Porém Espinosa et al., (2013) testaram o impacto da
cafeína na demência induzida por Streptozotocina (STZ) e
a neurodegeneração do hipocampo bem como sobre a
expressão e a densidade de receptores de adenosina em
modelo animal. O consumo de cafeína (1 g / L na água de
beber, 2 semanas antes de iniciar o desafio STZ) impediu
a perda de memória induzida por STZ e a neurodegeneração,
assim como a sobre-regulação dos receptores A2A. Estas
descobertas fornecem a primeira demonstração de que a
cafeína impede a demência esporádica e implicam o
controle dos receptores centrais de A2A como o seu
mecanismo de ação provável.
1.3.1 As MAPKs (Mitogen activated protein kinase)

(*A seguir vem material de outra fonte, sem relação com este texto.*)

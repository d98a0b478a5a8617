//! Aggregation across several servers

use serde_json::json;

use mcp_router::conversation::ToolCallRequest;
use mcp_router::llm::ModelReply;

use crate::support::{connect_router, FakeConnector, FakeServer, ScriptedModel};

#[tokio::test]
async fn test_catalog_follows_config_order() {
    let connector = FakeConnector::new()
        .serve("calc", FakeServer::calc())
        .serve("wiki", FakeServer::with_tools(&["search", "summarize"]));
    let model = ScriptedModel::default();
    let mut router = connect_router(&["wiki", "calc"], &connector, &model).await;

    let names: Vec<_> = router.catalog().tools().iter().map(|t| t.name()).collect();
    assert_eq!(names, vec!["search", "summarize", "add", "subtract"]);
    assert_eq!(router.catalog().resolve("add").unwrap().server, "calc");
    assert_eq!(router.catalog().resolve("search").unwrap().server, "wiki");

    router.shutdown().await;
    assert_eq!(connector.closed(), vec!["calc", "wiki"]);
}

#[tokio::test]
async fn test_name_collision_keeps_first_server() {
    let connector = FakeConnector::new()
        .serve("first", FakeServer::with_tools(&["lookup", "alpha"]))
        .serve("second", FakeServer::with_tools(&["lookup", "beta"]));
    let model = ScriptedModel::new(vec![
        Ok(ModelReply::tool_calls(vec![ToolCallRequest::new(
            "call_1",
            "lookup",
            json!({}),
        )])),
        Ok(ModelReply::text("found it")),
    ]);
    let mut router = connect_router(&["first", "second"], &connector, &model).await;

    let names: Vec<_> = router.catalog().tools().iter().map(|t| t.name()).collect();
    assert_eq!(names, vec!["lookup", "alpha", "beta"]);
    assert_eq!(model.seen().len(), 0);

    router.handle_user_turn("look something up").await.unwrap();
    assert_eq!(
        router.history()[2],
        mcp_router::conversation::ConversationTurn::tool_result("call_1", "lookup from first")
    );

    let schemas = model.seen()[0].tool_names.clone();
    assert_eq!(schemas, vec!["lookup", "alpha", "beta"]);
}
//! Multi-server MCP tool router
//!
//! Connects to several MCP tool servers, merges their tools into one catalog
//! for a language model, and routes each tool call the model makes to the
//! server that owns it.

pub mod catalog;
pub mod config;
pub mod conversation;
pub mod error;
pub mod llm;
pub mod mcp;
pub mod router;

pub use catalog::{Catalog, FunctionSchema, ToolDescriptor};
pub use conversation::{Conversation, ConversationTurn, ToolCallRequest};
pub use error::{
    ConnectionError, ConnectionErrorKind, DispatchError, EmptyCatalog, ModelInvocationError,
    RouterError, ToolExecutionError, UnresolvedToolError,
};
pub use router::Router;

O primeiro relato da existência de uma proteína de
42 kDa em diferentes tipos celulares, predominantemente
fosforilada no resíduo de tirosina em resposta ao
estímulo de fatores de crescimento, se deu em 1983, em um
trabalho realizado por Cooper e Hunter. Ao mesmo tempo,
serina-treonina quinases ativadas pelo receptor de
insulina (IRK), que possui atividade tirosina quinase,
estavam sendo caracterizadas, sob a hipótese de que a
fosforilação do resíduo de tirosina iria regular a
atividade dessas quinases (Ray e Sturgill, 1988; Anderson
et al., 1990).
Ray e Sturgill (1988) também demonstraram que a
serina-treonina quinase de 42 kDa isolada de células 3T3-
L1 estimuladas com insulina, chamada de proteína quinase
ativada por mitógeno (MAPK), sofria fosforilação nos
resíduos de treonina e tirosina. Logo se percebeu que
esta proteína era a mesma que respondia aos fatores de
crescimento e que a fosforilação de ambos os resíduos era
necessária para a ativação de MAPKs (Rossomando et al.,
1989).
Boulton e colaboradores (1990) isolaram o cDNA desta
proteína e a renomearam ERK1 (quinase regulada por sinal
extracelular 1) devido à variedade de fatores
extracelulares capazes de estimularem-na. O isolamento do
cDNA das proteínas ERK2 e ERK3 se deu logo em seguida por
Boulton e colaboradores (1991) e permitiu concluir que a
seqüência destas proteínas era muito próxima àquela
observada nas proteínas Kss1p e Fus3p da Saccharomyces
cerevisiae, demonstrando uma estreita homologia entre as
MAPKs de mamíferos e de leveduras.
O conceito de que havia múltiplas MAPKs com
distintas funções e regulação surgiu com a descrição de
outras vias encontradas inicialmente em leveduras, como a
das proteínas HOG1 e MPK1, seguida pela descoberta em
metazoários da proteína quinase c-jun-N-terminal /
proteína quinase ativada por estresse (JNK/SAPK), enzimas
p38 e outras (Brewster et al., 1993; Han et al., 1994;
Kyriakis et al., 1994; Dérijard et al., 1994).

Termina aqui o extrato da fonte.